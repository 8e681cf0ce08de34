//! Sequence sets for message ranges.

use super::{SeqNum, Uid};

/// Sequence set for specifying message ranges.
#[derive(Debug, Clone, PartialEq, Eq)]
pub enum SequenceSet {
    /// Single sequence number.
    Single(SeqNum),
    /// Range of sequence numbers (inclusive).
    Range(SeqNum, SeqNum),
    /// Range from start to end of mailbox.
    RangeFrom(SeqNum),
    /// All messages (*).
    All,
    /// Multiple sequence specifications.
    Set(Vec<Self>),
}

impl SequenceSet {
    /// Creates a sequence set from a single number.
    #[must_use]
    pub fn single(n: u32) -> Option<Self> {
        SeqNum::new(n).map(Self::Single)
    }

    /// Creates a range sequence set.
    #[must_use]
    pub fn range(start: u32, end: u32) -> Option<Self> {
        Some(Self::Range(SeqNum::new(start)?, SeqNum::new(end)?))
    }

    /// Parses a sequence set per the `sequence-set` grammar: comma-separated
    /// `n`, `n:m`, `n:*`, or `*` tokens. A reversed range (`start > end`) is
    /// swapped rather than rejected, per the wire-level leniency most clients
    /// rely on.
    #[must_use]
    pub fn parse(s: &str) -> Option<Self> {
        let parts: Vec<Self> = s.split(',').map(Self::parse_one).collect::<Option<_>>()?;
        if parts.is_empty() {
            None
        } else if parts.len() == 1 {
            parts.into_iter().next()
        } else {
            Some(Self::Set(parts))
        }
    }

    fn parse_one(s: &str) -> Option<Self> {
        if s == "*" {
            return Some(Self::All);
        }
        if let Some((start, end)) = s.split_once(':') {
            if end == "*" {
                return Some(Self::RangeFrom(SeqNum::new(start.parse().ok()?)?));
            }
            let (mut a, mut b) = (start.parse().ok()?, end.parse().ok()?);
            if a > b {
                std::mem::swap(&mut a, &mut b);
            }
            return Self::range(a, b);
        }
        Self::single(s.parse().ok()?)
    }
}

impl std::fmt::Display for SequenceSet {
    fn fmt(&self, f: &mut std::fmt::Formatter<'_>) -> std::fmt::Result {
        match self {
            Self::Single(n) => write!(f, "{n}"),
            Self::Range(start, end) => write!(f, "{start}:{end}"),
            Self::RangeFrom(start) => write!(f, "{start}:*"),
            Self::All => write!(f, "*"),
            Self::Set(items) => {
                let s: Vec<_> = items.iter().map(ToString::to_string).collect();
                write!(f, "{}", s.join(","))
            }
        }
    }
}

/// UID-based sequence set.
#[derive(Debug, Clone, PartialEq, Eq)]
pub enum UidSet {
    /// Single UID.
    Single(Uid),
    /// Range of UIDs (inclusive).
    Range(Uid, Uid),
    /// Range from start to highest UID.
    RangeFrom(Uid),
    /// All messages.
    All,
    /// Multiple UID specifications.
    Set(Vec<Self>),
}

impl UidSet {
    /// Creates a UID set from a single UID.
    #[must_use]
    pub fn single(uid: Uid) -> Self {
        Self::Single(uid)
    }

    /// Creates a UID set from a range.
    #[must_use]
    pub fn range(start: Uid, end: Uid) -> Self {
        Self::Range(start, end)
    }

    /// Parses a UID set using the same grammar as [`SequenceSet::parse`].
    #[must_use]
    pub fn parse(s: &str) -> Option<Self> {
        fn convert(seq: SequenceSet) -> Self {
            match seq {
                SequenceSet::Single(n) => UidSet::Single(Uid(n.0)),
                SequenceSet::Range(a, b) => UidSet::Range(Uid(a.0), Uid(b.0)),
                SequenceSet::RangeFrom(a) => UidSet::RangeFrom(Uid(a.0)),
                SequenceSet::All => UidSet::All,
                SequenceSet::Set(items) => UidSet::Set(items.into_iter().map(convert).collect()),
            }
        }
        SequenceSet::parse(s).map(convert)
    }

    /// Converts this UID set to a sequence set for use in UID commands.
    ///
    /// This is used internally for UID FETCH, UID STORE, etc. commands
    /// where the command serialization expects a `SequenceSet` but the
    /// actual values are UIDs.
    #[must_use]
    pub fn as_sequence_set(&self) -> SequenceSet {
        match self {
            // Both Uid and SeqNum wrap NonZeroU32, so this conversion is infallible
            Self::Single(uid) => SequenceSet::Single(SeqNum(uid.0)),
            Self::Range(start, end) => SequenceSet::Range(SeqNum(start.0), SeqNum(end.0)),
            Self::RangeFrom(start) => SequenceSet::RangeFrom(SeqNum(start.0)),
            Self::All => SequenceSet::All,
            Self::Set(items) => SequenceSet::Set(items.iter().map(Self::as_sequence_set).collect()),
        }
    }
}

impl std::fmt::Display for UidSet {
    fn fmt(&self, f: &mut std::fmt::Formatter<'_>) -> std::fmt::Result {
        match self {
            Self::Single(n) => write!(f, "{n}"),
            Self::Range(start, end) => write!(f, "{start}:{end}"),
            Self::RangeFrom(start) => write!(f, "{start}:*"),
            Self::All => write!(f, "*"),
            Self::Set(items) => {
                let s: Vec<_> = items.iter().map(ToString::to_string).collect();
                write!(f, "{}", s.join(","))
            }
        }
    }
}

┄┄┄┄┄┄┄┄┄┄┄┄┄┄┄┄┄┄┄┄

What is being asked :: Your task is to copy every record exactly.

Exercise solution ::
repository 8e681cf0ce08de34
//! Sequence sets for message ranges.

use super::{SeqNum, Uid};

/// Sequence set for specifying message ranges.
#[derive(Debug, Clone, PartialEq, Eq)]
pub enum SequenceSet {
    /// Single sequence number.
    Single(SeqNum),
    /// Range of sequence numbers (inclusive).
    Range(SeqNum, SeqNum),
    /// Range from start to end of mailbox.
    RangeFrom(SeqNum),
    /// All messages (*).
    All,
    /// Multiple sequence specifications.
    Set(Vec<Self>),
}

impl SequenceSet {
    /// Creates a sequence set from a single number.
    #[must_use]
    pub fn single(n: u32) -> Option<Self> {
        SeqNum::new(n).map(Self::Single)
    }

    /// Creates a range sequence set.
    #[must_use]
    pub fn range(start: u32, end: u32) -> Option<Self> {
        Some(Self::Range(SeqNum::new(start)?, SeqNum::new(end)?))
    }

    /// Parses a sequence set per the `sequence-set` grammar: comma-separated
    /// `n`, `n:m`, `n:*`, or `*` tokens. A reversed range (`start > end`) is
    /// swapped rather than rejected, per the wire-level leniency most clients
    /// rely on.
    #[must_use]
    pub fn parse(s: &str) -> Option<Self> {
        let parts: Vec<Self> = s.split(',').map(Self::parse_one).collect::<Option<_>>()?;
        if parts.is_empty() {
            None
        } else if parts.len() == 1 {
            parts.into_iter().next()
        } else {
            Some(Self::Set(parts))
        }
    }

    fn parse_one(s: &str) -> Option<Self> {
        if s == "*" {
            return Some(Self::All);
        }
        if let Some((start, end)) = s.split_once(':') {
            if end == "*" {
                return Some(Self::RangeFrom(SeqNum::new(start.parse().ok()?)?));
            }
            let (mut a, mut b) = (start.parse().ok()?, end.parse().ok()?);
            if a > b {
                std::mem::swap(&mut a, &mut b);
            }
            return Self::range(a, b);
        }
        Self::single(s.parse().ok()?)
    }
}

impl std::fmt::Display for SequenceSet {
    fn fmt(&self, f: &mut std::fmt::Formatter<'_>) -> std::fmt::Result {
        match self {
            Self::Single(n) => write!(f, "{n}"),
            Self::Range(start, end) => write!(f, "{start}:{end}"),
            Self::RangeFrom(start) => write!(f, "{start}:*"),
            Self::All => write!(f, "*"),
            Self::Set(items) => {
                let s: Vec<_> = items.iter().map(ToString::to_string).collect();
                write!(f, "{}", s.join(","))
            }
        }
    }
}

/// UID-based sequence set.
#[derive(Debug, Clone, PartialEq, Eq)]
pub enum UidSet {
    /// Single UID.
    Single(Uid),
    /// Range of UIDs (inclusive).
    Range(Uid, Uid),
    /// Range from start to highest UID.
    RangeFrom(Uid),
    /// All messages.
    All,
    /// Multiple UID specifications.
    Set(Vec<Self>),
}

impl UidSet {
    /// Creates a UID set from a single UID.
    #[must_use]
    pub fn single(uid: Uid) -> Self {
        Self::Single(uid)
    }

    /// Creates a UID set from a range.
    #[must_use]
    pub fn range(start: Uid, end: Uid) -> Self {
        Self::Range(start, end)
    }

    /// Parses a UID set using the same grammar as [`SequenceSet::parse`].
    #[must_use]
    pub fn parse(s: &str) -> Option<Self> {
        fn convert(seq: SequenceSet) -> Self {
            match seq {
                SequenceSet::Single(n) => UidSet::Single(Uid(n.0)),
                SequenceSet::Range(a, b) => UidSet::Range(Uid(a.0), Uid(b.0)),
                SequenceSet::RangeFrom(a) => UidSet::RangeFrom(Uid(a.0)),
                SequenceSet::All => UidSet::All,
                SequenceSet::Set(items) => UidSet::Set(items.into_iter().map(convert).collect()),
            }
        }
        SequenceSet::parse(s).map(convert)
    }

    /// Converts this UID set to a sequence set for use in UID commands.
    ///
    /// This is used internally for UID FETCH, UID STORE, etc. commands
    /// where the command serialization expects a `SequenceSet` but the
    /// actual values are UIDs.
    #[must_use]
    pub fn as_sequence_set(&self) -> SequenceSet {
        match self {
            // Both Uid and SeqNum wrap NonZeroU32, so this conversion is infallible
            Self::Single(uid) => SequenceSet::Single(SeqNum(uid.0)),
            Self::Range(start, end) => SequenceSet::Range(SeqNum(start.0), SeqNum(end.0)),
            Self::RangeFrom(start) => SequenceSet::RangeFrom(SeqNum(start.0)),
            Self::All => SequenceSet::All,
            Self::Set(items) => SequenceSet::Set(items.iter().map(Self::as_sequence_set).collect()),
        }
    }
}

impl std::fmt::Display for UidSet {
    fn fmt(&self, f: &mut std::fmt::Formatter<'_>) -> std::fmt::Result {
        match self {
            Self::Single(n) => write!(f, "{n}"),
            Self::Range(start, end) => write!(f, "{start}:{end}"),
            Self::RangeFrom(start) => write!(f, "{start}:*"),
            Self::All => write!(f, "*"),
            Self::Set(items) => {
                let s: Vec<_> = items.iter().map(ToString::to_string).collect();
                write!(f, "{}", s.join(","))
            }
        }
    }
}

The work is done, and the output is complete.